I yell to Germán about the fireflies.
"Yes," he says, digging in his backpack. "So beautiful."
Germán grew up in the Nombre de Dios mountain range which lies directly south of us and in an area that has now become part of Pico Bonito National Park.
The train passes through a tiny dot of a hamlet called Monte Pobre. Through open doors painted pink or yellow, I see men playing billiards, women in formal white dresses roasting dinner on open fires, children sitting on footsteps.
The coconut train to Cuero y Salado is a segment of one of many tracks built in Honduras between the late nineteenth century and early twentienth century by the two competing banana companies. Hurricanes, floods, washouts and time have put much of the tracks out of commission. But a few stretches of track still rumble. This one remains to bring the coconuts out of the fields and into the processing plant. And because there is no road.
Germán finds a gigantic flashlight in his pack, and shines it in the field. "Pauraques," he says of the pink eyes looking at our light – nightbirds fresh in the field from migration.

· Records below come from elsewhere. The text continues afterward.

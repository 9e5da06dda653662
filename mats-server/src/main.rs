use std::sync::Arc;

use clap::Parser;
use mats_core::MatsConfig;
use tokio::sync::broadcast;
use tracing_subscriber::{fmt, EnvFilter};

use mats_server::{http, AppState};

#[derive(Parser, Debug)]
#[command(author, version, about = "In-memory MatsLogic API server", long_about = None)]
struct Args {
    #[arg(short, long, default_value = "mats.toml")]
    config: String,

    /// Override the configured port
    #[arg(short, long)]
    port: Option<u16>,
}

#[tokio::main]
async fn main() -> anyhow::Result<()> {
    // Load .env file if present
    dotenvy::dotenv().ok();

    let args = Args::parse();

    fmt()
        .with_env_filter(EnvFilter::from_default_env().add_directive(tracing::Level::INFO.into()))
        .init();

    let mut config = match MatsConfig::load(&args.config) {
        Ok(c) => c,
        Err(e) => {
            eprintln!("Failed to load config from {}: {}", args.config, e);
            std::process::exit(1);
        }
    };
    if let Some(port) = args.port {
        config.server.port = port;
    }

    let (tx, _rx) = broadcast::channel(1);
    let shutdown_tx = tx.clone();

    tokio::spawn(async move {
        if let Err(e) = tokio::signal::ctrl_c().await {
            tracing::error!("Failed to listen for Ctrl+C: {}", e);
            return;
        }
        tracing::info!("Shutdown signal received");
        let _ = shutdown_tx.send(());
    });

    let state = Arc::new(AppState::new());
    http::start_http_server(config.server, state, tx.subscribe()).await?;

    Ok(())
}
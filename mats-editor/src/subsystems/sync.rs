//! Entity fetch/sync: bulk load, creation after server acknowledgement,
//! best-effort deletion with edge cascade, and graph selection.

use futures::future::join_all;
use mats_core::models::{EdgeId, Graph, GraphId, NewGraph, NewNode, Node, NodeId};
use mats_core::ApiError;
use std::collections::HashSet;

use crate::editor::{messages, DeleteReport, Editor, EditorError, Entities};
use crate::view::{EdgeKey, ViewportCommand};

impl Editor {
    /// Fetch users, graphs, nodes and edges concurrently. Any failure leaves
    /// the current caches untouched and raises one generic message.
    pub async fn load_all(&mut self) -> Result<(), EditorError> {
        let backend = &self.backend;
        let (users, graphs, nodes, edges) = tokio::join!(
            backend.list_users(),
            backend.list_graphs(),
            backend.list_nodes(),
            backend.list_edges(),
        );

        let loaded = (|| -> Result<Entities, ApiError> {
            Ok(Entities {
                users: users?,
                graphs: graphs?,
                nodes: nodes?,
                edges: edges?,
            })
        })();

        let entities = match loaded {
            Ok(entities) => entities,
            Err(e) => {
                tracing::warn!(error = %e, "Bulk load failed");
                self.banner.raise(messages::LOAD_FAILED);
                return Err(EditorError::LoadFailed(e));
            }
        };

        tracing::debug!(
            users = entities.users.len(),
            graphs = entities.graphs.len(),
            nodes = entities.nodes.len(),
            edges = entities.edges.len(),
            "Entities loaded"
        );
        self.hydrate(entities);
        Ok(())
    }

    /// Replace the caches with an authoritative snapshot. Provisional edges
    /// are discarded; the active graph is kept if it still exists.
    pub fn hydrate(&mut self, entities: Entities) {
        self.entities = entities;
        self.pending_edges.clear();

        if let Some(graph) = self.active_graph {
            if !self.entities.graphs.iter().any(|g| g.id == graph) {
                tracing::info!(graph_id = %graph, "Active graph no longer exists");
                self.active_graph = None;
                self.positions.clear();
            }
        }

        let nodes: HashSet<NodeId> = self.graph_nodes().map(|n| n.id).collect();
        let edges: HashSet<EdgeId> = self.entities.edges.iter().map(|e| e.id).collect();
        self.selection.nodes.retain(|id| nodes.contains(id));
        self.selection.edges.retain(|key| match key {
            EdgeKey::Saved(id) => edges.contains(id),
            EdgeKey::Pending(_) => false,
        });
        if self
            .technique
            .as_ref()
            .is_some_and(|panel| !nodes.contains(&panel.node))
        {
            self.technique = None;
        }

        self.ensure_positions();
        self.rebuild();
    }

    /// Make `graph` the active graph and load its stored layout.
    pub fn select_graph(&mut self, graph: GraphId) -> Result<(), EditorError> {
        if !self.entities.graphs.iter().any(|g| g.id == graph) {
            return Err(EditorError::UnknownGraph(graph));
        }

        self.write_pending_positions(None);
        self.active_graph = Some(graph);
        self.positions = self.store.load_positions(graph);
        self.selection.clear();
        self.technique = None;
        self.ensure_positions();
        self.viewport = Some(ViewportCommand::FitView);
        self.rebuild();

        tracing::debug!(graph_id = %graph, positioned = self.positions.len(), "Graph selected");
        Ok(())
    }

    /// Graphs owned by the signed-in user.
    pub fn my_graphs(&self) -> Vec<&Graph> {
        match &self.current_user {
            Some(user) => self
                .entities
                .graphs
                .iter()
                .filter(|g| g.user_id == user.id)
                .collect(),
            None => self.entities.graphs.iter().collect(),
        }
    }

    pub async fn create_graph(&mut self, title: &str) -> Result<Graph, EditorError> {
        let Some(user_id) = self.current_user.as_ref().map(|u| u.id) else {
            self.banner.raise(messages::NOT_SIGNED_IN);
            return Err(EditorError::NotSignedIn);
        };

        let request = NewGraph {
            title: title.to_string(),
            user_id,
        };
        match self.backend.create_graph(&request).await {
            Ok(graph) => {
                tracing::info!(graph_id = %graph.id, title = %graph.title, "Graph created");
                self.entities.graphs.push(graph.clone());
                Ok(graph)
            }
            Err(e) => {
                tracing::warn!(error = %e, "Graph creation failed");
                self.banner.raise(messages::GRAPH_CREATE_FAILED);
                Err(e.into())
            }
        }
    }

    /// Create a technique in the active graph. It is added locally only
    /// once the server has acknowledged it.
    pub async fn create_node(&mut self, name: &str) -> Result<Node, EditorError> {
        let Some(graph_id) = self.active_graph else {
            self.banner.raise(messages::NO_ACTIVE_GRAPH);
            return Err(EditorError::NoActiveGraph);
        };

        let request = NewNode {
            name: name.to_string(),
            graph_id,
        };
        match self.backend.create_node(&request).await {
            Ok(node) => {
                tracing::info!(node_id = %node.id, name = %node.name, "Technique created");
                self.entities.nodes.push(node.clone());
                self.ensure_positions();
                self.rebuild();
                Ok(node)
            }
            Err(e) => {
                tracing::warn!(error = %e, "Technique creation failed");
                self.banner.raise(messages::NODE_CREATE_FAILED);
                Err(e.into())
            }
        }
    }

    /// Delete nodes one request per id, then drop them and every edge that
    /// references them from the caches regardless of individual outcomes.
    pub async fn delete_nodes(&mut self, ids: &[NodeId]) -> DeleteReport {
        if ids.is_empty() {
            return DeleteReport::default();
        }

        let backend = &self.backend;
        let results = join_all(ids.iter().map(|&id| async move {
            (id, backend.delete_node(id).await)
        }))
        .await;

        let mut report = DeleteReport {
            requested: ids.len(),
            failed: 0,
        };
        for (id, result) in results {
            if let Err(e) = result {
                tracing::warn!(node_id = %id, error = %e, "Node delete failed; local state pruned anyway");
                report.failed += 1;
            }
        }

        let doomed: HashSet<NodeId> = ids.iter().copied().collect();
        self.entities.nodes.retain(|n| !doomed.contains(&n.id));
        self.entities
            .edges
            .retain(|e| !doomed.contains(&e.from_node_id) && !doomed.contains(&e.to_node_id));
        self.pending_edges
            .retain(|p| !doomed.contains(&p.from_node_id) && !doomed.contains(&p.to_node_id));

        let remaining: HashSet<EdgeId> = self.entities.edges.iter().map(|e| e.id).collect();
        self.selection.nodes.retain(|id| !doomed.contains(id));
        self.selection.edges.retain(|key| match key {
            EdgeKey::Saved(id) => remaining.contains(id),
            EdgeKey::Pending(corr) => self.pending_edges.iter().any(|p| p.correlation == *corr),
        });
        if self
            .technique
            .as_ref()
            .is_some_and(|panel| doomed.contains(&panel.node))
        {
            self.technique = None;
        }

        self.rebuild();
        report
    }

    /// Delete edges one request per id. Provisional edges have nothing to
    /// delete server-side and are just dropped.
    pub async fn delete_edges(&mut self, keys: &[EdgeKey]) -> DeleteReport {
        let saved: Vec<EdgeId> = keys
            .iter()
            .filter_map(|k| match k {
                EdgeKey::Saved(id) => Some(*id),
                EdgeKey::Pending(_) => None,
            })
            .collect();

        let backend = &self.backend;
        let results = join_all(saved.iter().map(|&id| async move {
            (id, backend.delete_edge(id).await)
        }))
        .await;

        let mut report = DeleteReport {
            requested: saved.len(),
            failed: 0,
        };
        for (id, result) in results {
            if let Err(e) = result {
                tracing::warn!(edge_id = %id, error = %e, "Edge delete failed; local state pruned anyway");
                report.failed += 1;
            }
        }

        let doomed: HashSet<EdgeKey> = keys.iter().copied().collect();
        self.entities
            .edges
            .retain(|e| !doomed.contains(&EdgeKey::Saved(e.id)));
        self.pending_edges
            .retain(|p| !doomed.contains(&EdgeKey::Pending(p.correlation)));
        self.selection.edges.retain(|k| !doomed.contains(k));

        self.rebuild();
        report
    }
}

The coconut train stops at La Union, where a driver meets us. We drive through Dole's pineapple fields. "You know something about pineapple work," Germán says, "two hours after your first day, you can't feel your back."
"You would think they could automate some of that work?"
"They tried that. In the past, they tried machines. But they found that the pineapples got bruised and they couldn't export them. It can only be done by hand."
Like so many who grew up near the Caribbean city of La Ceiba, Germán worked as a general laborer in the Dole pineapple fields. Pineapples are only harvestable once a year, and the fruit must be tended throughout the year. But the fruit sits in the middle of a nasty, oversized bromeliad with thorns and spikes. Men who labor for these fruits face incredible hardship.
"So many of my friends lose an eye," he explains. "They go in to get the pineapple, but you have to be careful." In the headlights, we look out at a thousand pineapple plants. "If you aren't thinking, you go for the pineapple and you lose your eye and you are blind as a young man."
"Why don't they give them sunglasses?" I ask.
"These days, yes. Green sunglasses, so they see the pineapple better."
Germán began his career as a ranch hand, and then worked the pineapple fields, and once spent a year off the mainland to repair boats for a seafood company on Roatan. It was his earlier life in the foothills of the mountains though, that sent him on the path to becoming a senior wilderness guide. When his mountains became a national park, Germán was accepted into the park service, and his job was to protect the area against poachers, plying its ledges for the secretive signs of hunters seeking to extract the area's biological bounty.
Earlier in the day, Germán described his days protecting the park. "The bad people are always there, and there are only a few of us to protect our country's nature," he said. "There are not so many jobs in Honduras as dangerous as park ranger." He went on to tell me about rangers being beaten and even killed.
The work helped prepare Germán for his role as a wilderness guide. He has summited the mountain known as Pico Bonito eleven times. The peak is not that high by mountain climber's standards. It is not quite 8,000 feet. But the jungle so very well protects it that very few people have ever summited Pico Bonito. An expedition takes a week. Many of the smaller mountaintops in Pico Bonito have never been summited, and much of the entire park has never truly been explored.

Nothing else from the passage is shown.